▶ **The problem**: Pull out each line of the data that includes the word "collaborator".

▶ **Entries supplied**:
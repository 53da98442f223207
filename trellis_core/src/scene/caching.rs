// Copyright 2026 the Trellis Authors
// SPDX-License-Identifier: Apache-2.0 OR MIT

//! Per-node render-cache bookkeeping.
//!
//! A node keeps its own cache when caching is enabled for it and no ancestor
//! keeps one: nested content is drawn into the outermost caching ancestor's
//! bitmap. Each cache carries a validity flag, a content revision, and the
//! key of the committed bitmap.
//!
//! Invalidation flips the flag at most once per redraw. Position, rotation,
//! and scale are applied when the bitmap is drawn and do not invalidate by
//! default; scale still reaches the cache through its effective resolution,
//! which is part of the key checked by [`Scene::plan_caches`].

use alloc::vec::Vec;

use super::id::{INVALID, NodeId};
use super::store::Scene;
use crate::cache::{CacheKey, CacheSize, CacheStats};
use crate::dirty;
use crate::matrix;
use crate::props::{PropertyName, PropertySet};
use crate::trace::{CacheCommitEvent, CacheInvalidatedEvent, CachePlanEvent, CacheReleaseEvent};

/// A snapshot of one node's cache bookkeeping.
#[derive(Clone, Copy, Debug, PartialEq)]
pub struct CacheStatus {
    /// Caching is enabled for the node.
    pub enabled: bool,
    /// The node keeps its own cache (enabled and no caching ancestor).
    pub caching: bool,
    /// The committed bitmap matches the current content.
    pub valid: bool,
    /// Content revision.
    pub revision: u64,
    /// Size chosen by the last plan, if the node is cached this frame.
    pub target: Option<CacheSize>,
    /// Size of the committed bitmap, if any.
    pub allocated: Option<CacheSize>,
    /// Frame index at which the bitmap was last redrawn.
    pub valid_since: Option<u64>,
}

/// Result of [`Scene::plan_caches`].
#[derive(Clone, Debug, Default, PartialEq)]
pub struct CachePlan {
    /// Slots that keep a cache this frame, in traversal order.
    pub nodes: Vec<u32>,
    /// Slots whose key changed (size or zoom) and were invalidated.
    pub invalidated: Vec<u32>,
    /// Summed side-capped natural area.
    pub requested_area: u64,
    /// Per-side factor applied to every cache.
    pub side_factor: f64,
}

impl Scene {
    /// Returns whether caching is enabled for the node.
    #[must_use]
    pub fn object_caching(&self, id: NodeId) -> bool {
        self.validate(id);
        self.cache[id.idx as usize].enabled
    }

    /// Enables or disables the node's own cache. Disabling releases the
    /// bitmap's share of the budget.
    pub fn set_object_caching(&mut self, id: NodeId, enabled: bool) {
        self.validate(id);
        self.set_caching_enabled(id.idx, enabled);
    }

    pub(crate) fn set_caching_enabled(&mut self, idx: u32, enabled: bool) {
        let entry = &mut self.cache[idx as usize];
        if entry.enabled == enabled {
            return;
        }
        entry.enabled = enabled;
        if !enabled {
            entry.target = None;
            let _ = self.release_cache_at(idx);
        }
    }

    /// Returns the node's declared cache-affecting properties.
    #[must_use]
    pub fn cache_properties(&self, id: NodeId) -> PropertySet {
        self.validate(id);
        self.cache[id.idx as usize].properties
    }

    /// Replaces the node's declared cache-affecting properties.
    pub fn set_cache_properties(&mut self, id: NodeId, properties: PropertySet) {
        self.validate(id);
        self.cache[id.idx as usize].properties = properties;
    }

    /// Reports a change of properties owned by the drawing collaborator
    /// (fill, stroke, content, ...).
    ///
    /// The node's cache is invalidated when `changed` meets its declared
    /// cache-affecting set, and caching ancestors are invalidated for any
    /// change. Returns whether any cache flipped from valid to invalid.
    pub fn mark_cache_dirty(&mut self, id: NodeId, changed: PropertySet) -> bool {
        self.validate(id);
        self.invalidate_for_change(id.idx, changed)
    }

    /// Returns the node's cache bookkeeping.
    #[must_use]
    pub fn cache_status(&self, id: NodeId) -> CacheStatus {
        self.validate(id);
        let idx = id.idx;
        let entry = &self.cache[idx as usize];
        CacheStatus {
            enabled: entry.enabled,
            caching: self.should_cache_at(idx),
            valid: entry.valid,
            revision: entry.revision,
            target: entry.target,
            allocated: entry.allocated,
            valid_since: entry.valid_since,
        }
    }

    /// Returns whether the node's cached bitmap is valid.
    #[must_use]
    pub fn is_cache_valid(&self, id: NodeId) -> bool {
        self.validate(id);
        self.cache[id.idx as usize].valid
    }

    /// Returns the current viewport zoom.
    #[must_use]
    pub fn viewport_zoom(&self) -> f64 {
        self.viewport_zoom
    }

    /// Sets the viewport zoom. Caches are re-sized at the next
    /// [`plan_caches`](Self::plan_caches); those whose key changes are
    /// invalidated then.
    pub fn set_viewport_zoom(&mut self, zoom: f64) {
        self.viewport_zoom = zoom;
    }

    /// Returns the budget counters.
    #[must_use]
    pub fn cache_stats(&self) -> CacheStats {
        self.budget.stats()
    }

    /// Clears the budget and forgets every committed bitmap, so every cache
    /// is redrawn on the next render pass.
    pub fn reset_cache_budget(&mut self) {
        self.budget.reset();
        for entry in &mut self.cache {
            entry.valid = false;
            entry.key = None;
            entry.allocated = None;
            entry.valid_since = None;
        }
    }

    /// Chooses a bitmap size for every visible caching node and fits the sum
    /// into the area budget.
    ///
    /// Reads matrices as of the last [`evaluate`](Self::evaluate).
    pub fn plan_caches(&mut self) -> CachePlan {
        let zoom = self.viewport_zoom;
        let order = core::mem::take(&mut self.traversal_order);
        let mut capped: Vec<(u32, CacheSize)> = Vec::new();
        for &idx in &order {
            self.cache[idx as usize].target = None;
            if !self.effective_visible[idx as usize] || !self.should_cache_at(idx) {
                continue;
            }
            let scale = matrix::decompose(self.absolute_matrix[idx as usize]);
            let size = self.box_size_at(idx);
            let natural = self.budget.natural_size(
                size.width,
                size.height,
                scale.scale_x * zoom,
                scale.scale_y * zoom,
            );
            capped.push((idx, self.budget.cap_side(natural)));
        }
        self.traversal_order = order;

        let requested_area = capped.iter().map(|(_, s)| s.area()).sum();
        let side_factor = self.budget.plan(requested_area);
        let mut plan = CachePlan {
            requested_area,
            side_factor,
            ..CachePlan::default()
        };
        for (idx, size) in capped {
            let target = self.budget.fit(size);
            if target.is_empty() {
                continue;
            }
            let entry = &self.cache[idx as usize];
            if entry.valid && entry.key != Some(CacheKey::new(&target, entry.revision)) {
                let _ = self.invalidate_cache(idx, PropertySet::EMPTY);
                plan.invalidated.push(idx);
            }
            self.cache[idx as usize].target = Some(target);
            plan.nodes.push(idx);
        }

        self.tracer.cache_plan(&CachePlanEvent {
            frame_index: self.frame_index,
            caching_nodes: u32::try_from(plan.nodes.len()).unwrap_or(u32::MAX),
            requested_area,
            max_total_area: self.budget.config().max_total_area,
            side_factor,
        });
        plan
    }

    /// Returns the size chosen by the last plan at raw slot `idx`.
    #[must_use]
    pub fn cache_target_at(&self, idx: u32) -> Option<CacheSize> {
        self.cache[idx as usize].target
    }

    /// Returns whether the cache at raw slot `idx` is valid.
    #[must_use]
    pub fn cache_valid_at(&self, idx: u32) -> bool {
        self.cache[idx as usize].valid
    }

    /// Records that the bitmap at raw slot `idx` was redrawn at its planned
    /// size, swapping its budget share and marking it valid.
    ///
    /// Returns `None` (and changes nothing) if the slot has no planned size.
    pub fn commit_cache_at(&mut self, idx: u32) -> Option<CacheSize> {
        let entry = &mut self.cache[idx as usize];
        let target = entry.target?;
        self.budget.commit(entry.allocated.as_ref(), &target);
        entry.allocated = Some(target);
        entry.key = Some(CacheKey::new(&target, entry.revision));
        entry.valid = true;
        entry.valid_since = Some(self.frame_index);
        self.tracer.cache_commit(&CacheCommitEvent {
            node: idx,
            width: target.width,
            height: target.height,
            allocated_area: self.budget.stats().allocated_area,
        });
        Some(target)
    }

    /// Records that the node's bitmap was redrawn. See
    /// [`commit_cache_at`](Self::commit_cache_at).
    pub fn commit_cache(&mut self, id: NodeId) -> Option<CacheSize> {
        self.validate(id);
        self.commit_cache_at(id.idx)
    }

    /// Releases the bitmap at raw slot `idx`, returning its area to the
    /// budget. Returns the released size, or `None` if nothing was committed.
    pub fn release_cache_at(&mut self, idx: u32) -> Option<CacheSize> {
        let entry = &mut self.cache[idx as usize];
        let previous = entry.allocated.take()?;
        entry.valid = false;
        entry.key = None;
        entry.valid_since = None;
        self.budget.release(&previous);
        self.tracer.cache_release(&CacheReleaseEvent {
            node: idx,
            area: previous.area(),
            allocated_area: self.budget.stats().allocated_area,
        });
        Some(previous)
    }

    /// Releases the node's bitmap. See [`release_cache_at`](Self::release_cache_at).
    pub fn release_cache(&mut self, id: NodeId) -> Option<CacheSize> {
        self.validate(id);
        self.release_cache_at(id.idx)
    }

    // -- Internal helpers --

    /// Whether `idx` keeps its own cache.
    pub(crate) fn should_cache_at(&self, idx: u32) -> bool {
        self.cache[idx as usize].enabled
            && !self.ancestors(idx).any(|a| self.cache[a as usize].enabled)
    }

    /// Applies the cache consequences of a property change on `idx`.
    pub(crate) fn invalidate_for_change(&mut self, idx: u32, changed: PropertySet) -> bool {
        if changed.is_empty() {
            return false;
        }
        let own = changed.intersection(self.cache[idx as usize].properties);
        let mut flipped = false;
        if !own.is_empty() {
            flipped |= self.invalidate_cache(idx, own);
        }
        let p = self.parent[idx as usize];
        if p != INVALID {
            flipped |= self.invalidate_upward(p, changed);
        }
        flipped
    }

    /// Invalidates every enabled cache from `start` up to the root.
    pub(crate) fn invalidate_upward(&mut self, start: u32, changed: PropertySet) -> bool {
        let mut chain = Vec::new();
        chain.push(start);
        chain.extend(self.ancestors(start));
        let mut flipped = false;
        for idx in chain {
            if self.cache[idx as usize].enabled {
                flipped |= self.invalidate_cache(idx, changed);
            }
        }
        flipped
    }

    /// Bumps the revision and flips the cache invalid. Returns `true` only on
    /// the valid-to-invalid transition.
    pub(crate) fn invalidate_cache(&mut self, idx: u32, changed: PropertySet) -> bool {
        let entry = &mut self.cache[idx as usize];
        entry.revision += 1;
        if !entry.valid {
            return false;
        }
        entry.valid = false;
        self.dirty.mark(idx, dirty::CACHE);
        self.tracer.cache_invalidated(&CacheInvalidatedEvent { node: idx, changed });
        let id = self.id_at(idx);
        self.observers.cache_invalidated(id, changed);
        true
    }
}

/// Properties a drawing collaborator typically reports through
/// [`Scene::mark_cache_dirty`].
pub const PAINT_PROPERTIES: PropertySet = PropertySet::EMPTY
    .with(PropertyName::Fill)
    .with(PropertyName::Stroke)
    .with(PropertyName::Opacity)
    .with(PropertyName::Content);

▶ **Solution to this task**:
    /// Reports a change of properties owned by the drawing collaborator
/// Properties a drawing collaborator typically reports through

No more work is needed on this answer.